Jak mówił, są to "taśmy" sprzed blisko dwóch lat, które - jak zaznaczył - wcześniej ukazały się w prasie lokalnej. - To nic nowego. Telewizja TVP Info chce przykryć artykuły, materiały, które pojawiają się bardzo często ostatnio w mediach dotyczące afer PiS. Nie dalej, jak dzisiaj, jest bardzo duży materiał w Onecie o aferze podkarpackiej, która dotyczy właśnie polityków PiS. Wcześniej była afera SKOK-ów, afera KNF, afera (Mariana) Banasia ostatnio, a wcześniej (Łukasza) Piebiaka, czy (Marka) Kuchcińskiego - wyliczał Schetyna.
- Tydzień przed wyborami próbuje się odgrzewać stary kotlet, pokazywać coś, co jest zlepkiem kilku wyrwanych z kontekstu zdań, rzeczywiście elementów nieparlamentarności języka, za które Sławomir Neumann przeprosił dzisiaj wszystkich. Wydaje mi się, że już będzie pilnował w przyszłym parlamencie nie tylko tego, co mówi, ale w jaki sposób używa znaków interpunkcyjnych - dodał szef Platformy.
Jego zdaniem nagrania z udziałem Neumanna nieprzypadkowo wypłynęły tuż przed wyborami parlamentarnymi. - Tu nie ma przypadku.
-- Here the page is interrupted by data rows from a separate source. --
//! # textpress
//!
//! Turn `.docx`, PDF, HTML, Markdown or a web page into a clean, styled,
//! single-file HTML page, and optionally publish it to a hosting service.
//!
//! Document parsing, Markdown rendering and HTML minification are done by
//! established libraries and tools. This crate composes them: it checks what
//! kind of input it was given, runs the stages in order, keeps every derived
//! item in a local workspace and caches results between runs.
//!
//! ## Pipeline Overview
//!
//! ```text
//! input (path / URL)
//!  │
//!  ├─ 1. Classify  admission gate per operation (docx, pdf, url, html, text)
//!  ├─ 2. Convert   docx / html / pdf → Markdown, then cleanup rules
//!  ├─ 3. Render    Markdown → full HTML page (comrak)
//!  ├─ 4. Minify    minify-html
//!  └─ 5. Publish   multipart upload, manifest, public URL
//! ```
//!
//! ## Quick Start
//!
//! ```rust,no_run
//! use textpress::actions::{self, Context};
//! use textpress::{prepare_input, FormatOptions, Workspace};
//!
//! #[tokio::main]
//! async fn main() -> Result<(), Box<dyn std::error::Error>> {
//!     let ws = Workspace::open("./textpress")?;
//!     let input = prepare_input("report.docx")?;
//!     let out = actions::format(&Context::new(&ws), &input, &FormatOptions::default()).await?;
//!     println!("{}", ws.content_path(&out.html).unwrap_or_default().display());
//!     ws.close()?;
//!     Ok(())
//! }
//! ```
//!
//! ## Feature Flags
//!
//! | Feature | Default | Description |
//! |---------|---------|-------------|
//! | `cli`   | on      | Enables the `textpress` binary (clap + anyhow + tracing-subscriber + open) |
//!
//! Disable `cli` when using only the library:
//! ```toml
//! textpress = { version = "0.1", default-features = false }
//! ```

// ── Modules ──────────────────────────────────────────────────────────────

pub mod actions;
pub mod config;
pub mod convert;
pub mod error;
pub mod item;
pub mod pipeline;
pub mod precondition;
pub mod publish;
pub mod workspace;

// ── Re-exports ───────────────────────────────────────────────────────────

pub use actions::{Context, Formatted, PipelineProgress, PublishOptions, PublishReport};
pub use config::{ConvertOptions, FormatOptions, FormatOptionsBuilder, PdfConverter, RenderOptions};
pub use convert::{convert_input, convert_item, convert_sync};
pub use error::{PublishError, TextpressError};
pub use item::{Format, Item, ItemType};
pub use pipeline::input::prepare_input;
pub use precondition::{classify, ContentKind, Precondition};
pub use publish::{
    publish_files, publish_files_from_env, published_url, Manifest, PublishConfig, Publisher,
    Uploader,
};
pub use workspace::Workspace;
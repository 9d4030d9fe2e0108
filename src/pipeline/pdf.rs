//! PDF → Markdown through an external converter.
//!
//! Neither backend is a Rust library; both are Python command-line tools
//! that must be on `PATH`:
//!
//! | converter    | command                                         | output            |
//! |--------------|-------------------------------------------------|-------------------|
//! | `marker`     | `marker_single <pdf> --output_dir <tmp>`        | `<tmp>/**/<x>.md` |
//! | `markitdown` | `markitdown <pdf>`                              | stdout            |
//!
//! A missing executable is reported as
//! [`TextpressError::ConverterUnavailable`] with an install hint.

use crate::config::PdfConverter;
use crate::error::{Result, TextpressError};
use std::collections::VecDeque;
use std::path::{Path, PathBuf};
use std::process::Output;
use tokio::process::Command;
use tracing::{debug, info};

impl PdfConverter {
    /// Executable invoked for this converter.
    pub fn program(&self) -> &'static str {
        match self {
            PdfConverter::Marker => "marker_single",
            PdfConverter::Markitdown => "markitdown",
        }
    }

    fn install_hint(&self) -> &'static str {
        match self {
            PdfConverter::Marker => "pip install marker-pdf",
            PdfConverter::Markitdown => "pip install 'markitdown[pdf]'",
        }
    }
}

/// Convert a PDF file to Markdown with the chosen converter.
pub async fn pdf_to_markdown(path: &Path, converter: PdfConverter) -> Result<String> {
    info!(converter = %converter, path = %path.display(), "Converting PDF");
    let markdown = match converter {
        PdfConverter::Markitdown => {
            let output = run(converter, Command::new(converter.program()).arg(path)).await?;
            String::from_utf8_lossy(&output.stdout).into_owned()
        }
        PdfConverter::Marker => {
            let out_dir = tempfile::tempdir().map_err(|e| TextpressError::Internal(e.to_string()))?;
            run(
                converter,
                Command::new(converter.program())
                    .arg(path)
                    .arg("--output_dir")
                    .arg(out_dir.path())
                    .arg("--output_format")
                    .arg("markdown"),
            )
            .await?;
            let md_path = find_markdown(out_dir.path()).ok_or_else(|| {
                TextpressError::stage("convert", "marker produced no Markdown file")
            })?;
            tokio::fs::read_to_string(&md_path)
                .await
                .map_err(|e| TextpressError::io(&md_path, e))?
        }
    };

    if markdown.trim().is_empty() {
        return Err(TextpressError::stage(
            "convert",
            format!("{converter} returned no text (is the PDF scanned images only?)"),
        ));
    }
    debug!(chars = markdown.len(), "PDF converted");
    Ok(markdown)
}

async fn run(converter: PdfConverter, command: &mut Command) -> Result<Output> {
    let output = command.kill_on_drop(true).output().await.map_err(|e| {
        if e.kind() == std::io::ErrorKind::NotFound {
            TextpressError::ConverterUnavailable {
                converter: converter.to_string(),
                detail: format!("'{}' not found on PATH", converter.program()),
                hint: converter.install_hint().to_string(),
            }
        } else {
            TextpressError::stage("convert", format!("cannot run {}: {e}", converter.program()))
        }
    })?;

    if !output.status.success() {
        let stderr = String::from_utf8_lossy(&output.stderr);
        let tail: Vec<&str> = stderr.lines().rev().take(5).collect();
        let tail: Vec<&str> = tail.into_iter().rev().collect();
        return Err(TextpressError::stage(
            "convert",
            format!(
                "{} exited with {}: {}",
                converter.program(),
                output.status,
                tail.join(" | ")
            ),
        ));
    }
    Ok(output)
}

/// First `.md` file under `dir`, searching breadth-first with each
/// directory's entries in sorted order. Unreadable subdirectories are skipped.
fn find_markdown(dir: &Path) -> Option<PathBuf> {
    let mut queue = VecDeque::from([dir.to_path_buf()]);
    while let Some(current) = queue.pop_front() {
        let Ok(read) = std::fs::read_dir(&current) else {
            debug!(dir = %current.display(), "Skipping unreadable directory");
            continue;
        };
        let mut entries: Vec<PathBuf> = read.filter_map(|e| e.ok().map(|e| e.path())).collect();
        entries.sort();
        if let Some(md) = entries
            .iter()
            .find(|p| p.is_file() && p.extension().is_some_and(|e| e == "md"))
        {
            return Some(md.clone());
        }
        queue.extend(entries.into_iter().filter(|p| p.is_dir()));
    }
    None
}

#[cfg(test)]
mod tests {
    use super::*;

    #[test]
    fn programs_by_converter() {
        assert_eq!(PdfConverter::Marker.program(), "marker_single");
        assert_eq!(PdfConverter::Markitdown.program(), "markitdown");
    }

    #[test]
    fn finds_nested_markdown() {
        let dir = tempfile::tempdir().unwrap();
        let nested = dir.path().join("report");
        std::fs::create_dir_all(&nested).unwrap();
        std::fs::write(nested.join("report_meta.json"), "{}").unwrap();
        std::fs::write(nested.join("report.md"), "# Report").unwrap();
        assert_eq!(find_markdown(dir.path()), Some(nested.join("report.md")));
    }

    #[test]
    fn shallowest_markdown_wins_and_siblings_are_sorted() {
        let dir = tempfile::tempdir().unwrap();
        let deep = dir.path().join("a").join("deep");
        std::fs::create_dir_all(&deep).unwrap();
        std::fs::write(deep.join("deep.md"), "# Deep").unwrap();
        for sibling in ["b", "c"] {
            let sub = dir.path().join(sibling);
            std::fs::create_dir_all(&sub).unwrap();
            std::fs::write(sub.join(format!("{sibling}.md")), "# Sibling").unwrap();
        }
        assert_eq!(
            find_markdown(dir.path()),
            Some(dir.path().join("b").join("b.md"))
        );
    }

    #[test]
    fn no_markdown_found() {
        let dir = tempfile::tempdir().unwrap();
        assert_eq!(find_markdown(dir.path()), None);
    }

    #[tokio::test]
    async fn missing_tool_is_converter_unavailable() {
        let mut command = Command::new("textpress-no-such-converter-binary");
        let err = run(PdfConverter::Markitdown, &mut command).await.unwrap_err();
        match err {
            TextpressError::ConverterUnavailable { converter, hint, .. } => {
                assert_eq!(converter, "markitdown");
                assert!(hint.contains("pip install"));
            }
            other => panic!("expected ConverterUnavailable, got {other:?}"),
        }
    }
}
To jest rozpaczliwe ratowanie się przed spadającymi sondażami i zdemobilizowaniem elektoratu. Mówił o tym (prezes PiS, Jarosław - red.) Kaczyński bardzo wyraźnie na ostatnim spotkaniu. Kampania wchodzi w ostatnią fazę, więc próbuje się używać takich ciosów poniżej pasa - przekonywał lider PO.
Prezes Polskiego Stronnictwa Ludowego Władysław Kosiniak-Kamysz zapowiedział, że jego partia będzie dążyć do powołania w przyszłym Sejmie komisji śledczej do zbadania sytuacji w Agencji Restrukturyzacji i Modernizacji Rolnictwa, odpowiedzialnej za rozdział środków unijnych dla rolników.
Odniósł się w ten sposób do ujawnionego nagrania z narady ze spotkania ministra rolnictwa Jana Krzysztofa Ardanowskiego z urzędnikami ARMiR, które odbyło się ponad miesiąc temu. Ardanowski zganił wówczas pracowników agencji i mówił między innymi, że "jesteśmy na etapie realnego zagrożenia wykorzystania środków publicznych".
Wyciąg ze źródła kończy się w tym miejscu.